**Your instructions:** Work through the records below and copy every line that includes "candidate".

---------- Extracted entries ----------

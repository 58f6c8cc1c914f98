// Copyright 2025 Lablup Inc. and Jeongkyu Shin
//
// Licensed under the Apache License, Version 2.0 (the "License");
// you may not use this file except in compliance with the License.
// You may obtain a copy of the License at
//
//     http://www.apache.org/licenses/LICENSE-2.0
//
// Unless required by applicable law or agreed to in writing, software
// distributed under the License is distributed on an "AS IS" BASIS,
// WITHOUT WARRANTIES OR CONDITIONS OF ANY KIND, either express or implied.
// See the License for the specific language governing permissions and
// limitations under the License.

//! Authorization decisions for a candidate key.
//!
//! The [`DecisionEngine`] answers whether a key (algorithm and blob) is
//! authorized for an account, looking at the override key and then at the
//! account's authorized_keys file.

use std::fs::File;
use std::io::BufReader;
use std::path::{Path, PathBuf};

use super::authorized_keys::{match_line, LineMatch, LineReader, MAX_LINE};
use super::identity::IdentityGuard;
use super::keyfile::authorized_keys_path;
use super::options::KeyOptions;
use super::permissions::{validate_path, PermissionWarnings};
use super::signature::fingerprint;
use crate::server::config::PublicKeyAuthConfig;
use crate::shared::auth_types::UserInfo;
use crate::shared::error::PrivilegeError;

/// Label used for the override key in diagnostics.
pub const OVERRIDE_ORIGIN: &str = "override";

/// Where an accepted key was found.
#[derive(Debug, Clone, PartialEq, Eq)]
pub enum KeySource {
    /// The configured override key.
    Override,
    /// A line of an authorized_keys file.
    AuthorizedKeys { path: PathBuf, line: usize },
    /// An external key authority.
    Authority,
}

/// The verdict for one candidate key.
#[derive(Debug, Clone, Default, PartialEq, Eq)]
pub struct AuthorizationOutcome {
    pub accepted: bool,
    /// Options of the accepted entry.
    pub options: Option<KeyOptions>,
    /// Allow-listed info field of the accepted entry.
    pub info: Option<String>,
    pub source: Option<KeySource>,
}

impl AuthorizationOutcome {
    pub fn rejected() -> Self {
        Self::default()
    }

    pub fn accepted(source: KeySource, options: Option<KeyOptions>, info: Option<String>) -> Self {
        Self {
            accepted: true,
            options,
            info,
            source: Some(source),
        }
    }
}

/// Decides whether keys are authorized under a [`PublicKeyAuthConfig`].
#[derive(Debug, Clone, Copy)]
pub struct DecisionEngine<'a> {
    config: &'a PublicKeyAuthConfig,
}

impl<'a> DecisionEngine<'a> {
    pub fn new(config: &'a PublicKeyAuthConfig) -> Self {
        Self { config }
    }

    /// Decide whether `key_blob` of key algorithm `key_algo` may log in as
    /// `account`.
    ///
    /// Only a failure to assume the account identity is an error; every
    /// other problem (missing file, bad permissions, bad options) is a
    /// rejection.
    pub fn decide(
        &self,
        key_algo: &str,
        key_blob: &[u8],
        account: &UserInfo,
        warnings: &mut PermissionWarnings,
    ) -> Result<AuthorizationOutcome, PrivilegeError> {
        if let Some(outcome) = self.check_override(key_algo, key_blob, account) {
            return Ok(outcome);
        }

        let Some((path, file)) = self.open_keys_file(account, warnings)? else {
            return Ok(AuthorizationOutcome::rejected());
        };

        Ok(scan_keys_file(file, &path, key_algo, key_blob))
    }

    /// Match the override key. Returns `None` when it is not configured or
    /// does not match, so the keys file is consulted.
    fn check_override(
        &self,
        key_algo: &str,
        key_blob: &[u8],
        account: &UserInfo,
    ) -> Option<AuthorizationOutcome> {
        let line = self.config.override_authorized_key.as_deref()?;

        let LineMatch::Accepted { options, info } = match_line(line.as_bytes(), key_algo, key_blob)
        else {
            tracing::debug!(user = %account.username, "Override key does not match");
            return None;
        };

        let options = match options.map(|o| KeyOptions::parse(o, 1, OVERRIDE_ORIGIN)).transpose() {
            Ok(options) => options,
            Err(e) => {
                tracing::warn!(error = %e, "Rejecting override key with bad options");
                return Some(AuthorizationOutcome::rejected());
            }
        };

        tracing::warn!(
            user = %account.username,
            fingerprint = %fingerprint(key_blob),
            "Accepted override authorized key"
        );
        Some(AuthorizationOutcome::accepted(KeySource::Override, options, info))
    }

    /// Resolve, check and open the keys file as the account.
    fn open_keys_file(
        &self,
        account: &UserInfo,
        warnings: &mut PermissionWarnings,
    ) -> Result<Option<(PathBuf, File)>, PrivilegeError> {
        let guard = if self.config.switch_identity {
            IdentityGuard::assume(account.uid, account.gid)?
        } else {
            IdentityGuard::unchanged()
        };

        let opened = match authorized_keys_path(self.config, account) {
            Ok(path) if validate_path(&path, &account.home_dir, account.uid, warnings) => {
                match File::open(&path) {
                    Ok(file) => {
                        tracing::trace!(
                            path = %path.display(),
                            as_account = guard.is_switched(),
                            "Opened authorized_keys"
                        );
                        Some((path, file))
                    }
                    Err(e) => {
                        tracing::debug!(path = %path.display(), error = %e, "Failed to open authorized_keys");
                        None
                    }
                }
            }
            Ok(path) => {
                tracing::debug!(
                    path = %path.display(),
                    "Bad authorized_keys permissions, or file doesn't exist"
                );
                None
            }
            Err(e) => {
                tracing::debug!(user = %account.username, error = %e, "Cannot resolve authorized_keys path");
                None
            }
        };

        guard.release();
        Ok(opened)
    }
}

/// Scan an opened keys file for the first line authorizing the key.
fn scan_keys_file(
    file: File,
    path: &Path,
    key_algo: &str,
    key_blob: &[u8],
) -> AuthorizationOutcome {
    let origin = path.display().to_string();
    let mut reader = LineReader::new(BufReader::new(file));
    let mut line = Vec::with_capacity(MAX_LINE + 1);
    let mut line_num = 0;

    loop {
        match reader.read_line(&mut line) {
            Ok(true) => {}
            Ok(false) => break,
            Err(e) => {
                tracing::debug!(path = %origin, error = %e, "Error reading authorized_keys");
                break;
            }
        }
        line_num += 1;

        let LineMatch::Accepted { options, info } = match_line(&line, key_algo, key_blob) else {
            continue;
        };

        // A matching line with options we cannot parse fails the request.
        return match options.map(|o| KeyOptions::parse(o, line_num, &origin)).transpose() {
            Ok(options) => {
                tracing::debug!(path = %origin, line = line_num, "Key matched authorized_keys entry");
                AuthorizationOutcome::accepted(
                    KeySource::AuthorizedKeys {
                        path: path.to_path_buf(),
                        line: line_num,
                    },
                    options,
                    info,
                )
            }
            Err(e) => {
                tracing::warn!(error = %e, "Rejecting key with bad options");
                AuthorizationOutcome::rejected()
            }
        };
    }

    tracing::trace!(path = %origin, lines = line_num, "authorized_keys EOF reached");
    AuthorizationOutcome::rejected()
}

#[cfg(test)]
mod tests {
    use super::*;
    use crate::server::auth::wire::put_string;
    use base64::engine::general_purpose::STANDARD;
    use base64::Engine;
    use bytes::BytesMut;
    use serial_test::serial;
    use std::fs;
    use std::os::unix::fs::PermissionsExt;
    use tempfile::TempDir;

    const ALGO: &str = "ssh-ed25519";

    fn key_blob(seed: u8) -> Vec<u8> {
        let mut buf = BytesMut::new();
        put_string(&mut buf, ALGO.as_bytes());
        put_string(&mut buf, &[seed; 32]);
        buf.to_vec()
    }

    fn entry(seed: u8) -> String {
        format!("{ALGO} {}", STANDARD.encode(key_blob(seed)))
    }

    struct Home {
        _temp: TempDir,
        account: UserInfo,
    }

    impl Home {
        fn new(keys: &str) -> Self {
            let temp = TempDir::new().unwrap();
            let home = temp.path().join("alice");
            let ssh_dir = home.join(".ssh");
            fs::create_dir_all(&ssh_dir).unwrap();
            fs::set_permissions(&home, fs::Permissions::from_mode(0o755)).unwrap();
            fs::set_permissions(&ssh_dir, fs::Permissions::from_mode(0o700)).unwrap();

            let keys_file = ssh_dir.join("authorized_keys");
            fs::write(&keys_file, keys).unwrap();
            fs::set_permissions(&keys_file, fs::Permissions::from_mode(0o600)).unwrap();

            let account = UserInfo::new(
                "alice",
                nix::unistd::getuid().as_raw(),
                nix::unistd::getgid().as_raw(),
            )
            .with_home_dir(home);

            Self {
                _temp: temp,
                account,
            }
        }

        fn ssh_dir(&self) -> PathBuf {
            self.account.home_dir.join(".ssh")
        }

        fn keys_file(&self) -> PathBuf {
            self.ssh_dir().join("authorized_keys")
        }
    }

    fn config() -> PublicKeyAuthConfig {
        PublicKeyAuthConfig::default().with_switch_identity(false)
    }

    fn decide(config: &PublicKeyAuthConfig, home: &Home, seed: u8) -> AuthorizationOutcome {
        DecisionEngine::new(config)
            .decide(ALGO, &key_blob(seed), &home.account, &mut PermissionWarnings::new())
            .unwrap()
    }

    #[test]
    fn test_accepts_listed_key() {
        let keys = format!("# keys\n\n{}\n{} laptop\n", entry(1), entry(2));
        let home = Home::new(&keys);

        let outcome = decide(&config(), &home, 2);
        assert!(outcome.accepted);
        assert_eq!(outcome.info.as_deref(), Some("laptop"));
        assert!(outcome.options.is_none());
        assert_eq!(
            outcome.source,
            Some(KeySource::AuthorizedKeys {
                path: home.keys_file(),
                line: 4
            })
        );
    }

    #[test]
    fn test_rejects_unlisted_key() {
        let home = Home::new(&format!("{}\n", entry(1)));
        assert_eq!(decide(&config(), &home, 9), AuthorizationOutcome::rejected());
    }

    #[test]
    fn test_first_matching_line_wins() {
        let keys = format!("no-pty {}\ncommand=\"true\" {}\n", entry(3), entry(3));
        let home = Home::new(&keys);

        let outcome = decide(&config(), &home, 3);
        let options = outcome.options.unwrap();
        assert!(options.no_pty);
        assert!(options.command.is_none());
    }

    #[test]
    fn test_bad_options_fail_closed() {
        let keys = format!("bogus-option {}\n{}\n", entry(4), entry(4));
        let home = Home::new(&keys);
        assert!(!decide(&config(), &home, 4).accepted);
    }

    #[test]
    fn test_bad_permissions_reject() {
        let home = Home::new(&format!("{}\n", entry(5)));
        fs::set_permissions(home.ssh_dir(), fs::Permissions::from_mode(0o770)).unwrap();

        let mut warnings = PermissionWarnings::new();
        let outcome = DecisionEngine::new(&config())
            .decide(ALGO, &key_blob(5), &home.account, &mut warnings)
            .unwrap();
        assert!(!outcome.accepted);
        assert!(!warnings.is_empty());
    }

    #[test]
    fn test_missing_file_rejects() {
        let home = Home::new("");
        fs::remove_file(home.keys_file()).unwrap();
        assert!(!decide(&config(), &home, 1).accepted);
    }

    #[test]
    fn test_override_key_bypasses_file() {
        let home = Home::new("");
        fs::remove_file(home.keys_file()).unwrap();
        fs::set_permissions(home.ssh_dir(), fs::Permissions::from_mode(0o777)).unwrap();

        let config = config().with_override_key(format!("no-pty {} recovery", entry(6)));
        let outcome = decide(&config, &home, 6);

        assert!(outcome.accepted);
        assert_eq!(outcome.source, Some(KeySource::Override));
        assert!(outcome.options.unwrap().no_pty);
        assert_eq!(outcome.info.as_deref(), Some("recovery"));
    }

    #[test]
    fn test_override_key_mismatch_falls_through() {
        let home = Home::new(&format!("{}\n", entry(7)));
        let config = config().with_override_key(entry(8));

        assert!(decide(&config, &home, 7).accepted);
        assert!(!decide(&config, &home, 9).accepted);
    }

    #[test]
    fn test_override_key_with_bad_options_rejects() {
        let home = Home::new(&format!("{}\n", entry(7)));
        let config = config().with_override_key(format!("nonsense {}", entry(7)));

        // The matching override fails closed even though the file lists the key.
        assert!(!decide(&config, &home, 7).accepted);
    }

    #[test]
    fn test_custom_directory() {
        let home = Home::new("");
        let dir = home.account.home_dir.join("keys");
        fs::create_dir(&dir).unwrap();
        fs::set_permissions(&dir, fs::Permissions::from_mode(0o755)).unwrap();
        fs::write(dir.join("alice"), format!("{}\n", entry(10))).unwrap();
        fs::set_permissions(dir.join("alice"), fs::Permissions::from_mode(0o644)).unwrap();

        let config = PublicKeyAuthConfig {
            authorized_keys_dir: "~/keys".to_string(),
            authorized_keys_file: "alice".to_string(),
            ..config()
        };
        assert!(decide(&config, &home, 10).accepted);
    }

    #[test]
    #[serial]
    fn test_accepts_with_identity_switch() {
        let home = Home::new(&format!("{}\n", entry(11)));
        let config = PublicKeyAuthConfig::default();
        assert!(config.switch_identity);
        assert!(decide(&config, &home, 11).accepted);
    }
}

----------

**Answer section:**
//! Authorization decisions for a candidate key.
/// The verdict for one candidate key.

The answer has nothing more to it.